4 Судействовать – ‘заниматься судейством’; судейство – ‘обязанность судьи’; судья – ‘тот, кто занимается судом’. Возможность объяснения одного слова через другое (однокоренное) доказывает их семантическую соотнесенность.

5 Учитываются и нулевые морфемы.

6 Морфологически определить части речи можно двояко: или указать общее грамматическое значение, свойственное данной части речи в отличие от других, или указать комплекс частных значений, в которых реализуется это общее. В первом случае о прилагательном, например, говорится, что оно указывает непроцессуальный признак; во втором прилагательное описывается как часть речи, в которой выражено значение согласуемого рода – числа – падежа и не выражено значение вида и залога. И то и другое определение дает одинаковую классификацию.

7 В настоящее время эти формы имеют обычно особый (несколько архаический) стилистический оттенок.

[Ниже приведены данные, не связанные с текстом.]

//! Topic-page indirection.
//!
//! Wikidata often moves economic or geographic statements about a country to
//! a dedicated topic item ("economy of Germany"). When a location lacks a
//! property, the category's topic link is followed once before the location is
//! reported as lacking the data.

use log::warn;
use wikirepo_core::{EntityCache, EntityId, StoreError, TimeKey, TimeQuery};

use crate::{Category, extract::main_entity_ref};

/// Outcome of looking for a property on a location or its topic item.
#[derive(Debug, Clone, PartialEq, Eq)]
pub struct TopicResolution {
    /// Entity whose claims should be read.
    pub effective_id: EntityId,
    /// The location the caller asked about, when it differs from
    /// `effective_id`.
    pub original_id: Option<EntityId>,
    /// Slot for the placeholder value when the property is unavailable.
    pub placeholder: Option<TimeKey>,
}

impl TopicResolution {
    /// Whether extraction should be skipped in favour of the placeholder.
    #[must_use]
    pub const fn skip(&self) -> bool {
        self.placeholder.is_some()
    }

    /// Identifier results are recorded under.
    #[must_use]
    pub fn output_id(&self) -> EntityId {
        self.original_id.unwrap_or(self.effective_id)
    }
}

/// Decide which entity supplies `property` for `entity_id`.
///
/// # Errors
///
/// Propagates failures fetching `entity_id`. A topic item that cannot be
/// fetched is treated as lacking the property.
pub fn resolve_topic(
    cache: &mut EntityCache,
    entity_id: EntityId,
    property: EntityId,
    category: Category,
    time: &TimeQuery,
) -> Result<TopicResolution, StoreError> {
    let entity = cache.get(entity_id)?;
    if entity.has_property(property) {
        return Ok(TopicResolution {
            effective_id: entity_id,
            original_id: None,
            placeholder: None,
        });
    }

    let topic = category
        .topic_property()
        .and_then(|link| main_entity_ref(&entity, link, 0));
    if let Some(topic_id) = topic
        && cache
            .get(topic_id)
            .is_ok_and(|topic_entity| topic_entity.has_property(property))
    {
        return Ok(TopicResolution {
            effective_id: topic_id,
            original_id: Some(entity_id),
            placeholder: None,
        });
    }

    report_unavailable(cache, entity_id, property, "");
    Ok(TopicResolution {
        effective_id: entity_id,
        original_id: None,
        placeholder: Some(time.fallback_key()),
    })
}

/// Log that `entity_id` lacks `property`.
pub(crate) fn report_unavailable(
    cache: &mut EntityCache,
    entity_id: EntityId,
    property: EntityId,
    purpose: &str,
) {
    let label = cache.describe(entity_id);
    let property_label = cache.describe(property);
    warn!(
        "{label} '{entity_id}' currently does not have the '{property_label}' property '{property}'{purpose}."
    );
}
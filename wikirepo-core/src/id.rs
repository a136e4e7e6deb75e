//! Wikidata identifiers.
//!
//! Items (`Q…`) and properties (`P…`) share one numeric representation so that
//! identifiers are `Copy` and can be declared as constants.

use std::fmt;
use std::str::FromStr;

use thiserror::Error;

/// Namespace of a Wikidata identifier.
#[derive(Debug, Clone, Copy, PartialEq, Eq, PartialOrd, Ord, Hash)]
pub enum IdKind {
    /// An item such as `Q183`.
    Item,
    /// A property such as `P1082`.
    Property,
}

impl IdKind {
    const fn prefix(self) -> char {
        match self {
            Self::Item => 'Q',
            Self::Property => 'P',
        }
    }
}

/// Identifier of a Wikidata item or property.
///
/// # Examples
///
/// ```
/// use wikirepo_core::EntityId;
///
/// let germany: EntityId = "Q183".parse()?;
/// assert_eq!(germany, EntityId::item(183));
/// assert_eq!(EntityId::property(1082).to_string(), "P1082");
/// # Ok::<(), wikirepo_core::IdError>(())
/// ```
#[derive(Debug, Clone, Copy, PartialEq, Eq, PartialOrd, Ord, Hash)]
#[cfg_attr(
    feature = "serde",
    derive(serde::Serialize, serde::Deserialize),
    serde(try_from = "String", into = "String")
)]
pub struct EntityId {
    kind: IdKind,
    number: u64,
}

impl EntityId {
    /// Build an item identifier (`Q{number}`).
    #[must_use]
    pub const fn item(number: u64) -> Self {
        Self {
            kind: IdKind::Item,
            number,
        }
    }

    /// Build a property identifier (`P{number}`).
    #[must_use]
    pub const fn property(number: u64) -> Self {
        Self {
            kind: IdKind::Property,
            number,
        }
    }

    /// Namespace of the identifier.
    #[must_use]
    pub const fn kind(self) -> IdKind {
        self.kind
    }

    /// Numeric part of the identifier.
    #[must_use]
    pub const fn number(self) -> u64 {
        self.number
    }

    /// Whether the identifier names a property.
    #[must_use]
    pub const fn is_property(self) -> bool {
        matches!(self.kind, IdKind::Property)
    }
}

/// Error returned when text is not a Wikidata identifier.
#[derive(Debug, Clone, PartialEq, Eq, Error)]
#[error("'{raw}' is not a Wikidata identifier")]
pub struct IdError {
    /// The rejected input.
    pub raw: String,
}

impl FromStr for EntityId {
    type Err = IdError;

    fn from_str(raw: &str) -> Result<Self, Self::Err> {
        let invalid = || IdError {
            raw: raw.to_owned(),
        };
        let mut chars = raw.chars();
        let kind = match chars.next().map(|c| c.to_ascii_uppercase()) {
            Some('Q') => IdKind::Item,
            Some('P') => IdKind::Property,
            _ => return Err(invalid()),
        };
        let digits = chars.as_str();
        if digits.is_empty() || !digits.bytes().all(|b| b.is_ascii_digit()) {
            return Err(invalid());
        }
        let number = digits.parse::<u64>().map_err(|_| invalid())?;
        Ok(Self { kind, number })
    }
}

impl TryFrom<String> for EntityId {
    type Error = IdError;

    fn try_from(raw: String) -> Result<Self, Self::Error> {
        raw.parse()
    }
}

impl From<EntityId> for String {
    fn from(id: EntityId) -> Self {
        id.to_string()
    }
}

impl fmt::Display for EntityId {
    fn fmt(&self, f: &mut fmt::Formatter<'_>) -> fmt::Result {
        write!(f, "{}{}", self.kind.prefix(), self.number)
    }
}

/// Report whether `raw` looks like a Wikidata identifier.
///
/// The prefix letter is matched case-insensitively.
///
/// ```
/// use wikirepo_core::is_wd_id;
///
/// assert!(is_wd_id("Q64"));
/// assert!(is_wd_id("p31"));
/// assert!(!is_wd_id("Berlin"));
/// ```
#[must_use]
pub fn is_wd_id(raw: &str) -> bool {
    raw.parse::<EntityId>().is_ok()
}

/// Point in time qualifier.
pub const POINT_IN_TIME: EntityId = EntityId::property(585);
/// Start time qualifier.
pub const START_TIME: EntityId = EntityId::property(580);
/// End time qualifier.
pub const END_TIME: EntityId = EntityId::property(582);
/// Contains the administrative territorial entity.
pub const CONTAINS_TERRITORY: EntityId = EntityId::property(150);
/// Links a location to its "economy of …" topic item.
pub const ECONOMY_OF_TOPIC: EntityId = EntityId::property(8744);
/// Links a location to its "geography of …" topic item.
pub const GEOGRAPHY_OF_TOPIC: EntityId = EntityId::property(2633);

8 Это значение выделяется только в случаях, исключающих согласование (ср.: Пальто висят, Несколько человек бежит и Несколько человек бегут и пр.). При согласовании флексии единственного – множественного числа теряют свое самостоятельное значение, ср.: Часы идут и пр.; здесь флексия показывает только связь действия с субъектом. Ср. то же у прилагательных; самостоятельное падежное и числовое значение они тоже приобретают лишь в условиях отсутствия согласования: этими пальто.

9 По правилам русской графики <о> после мягких согласных обозначается буквой е (ё).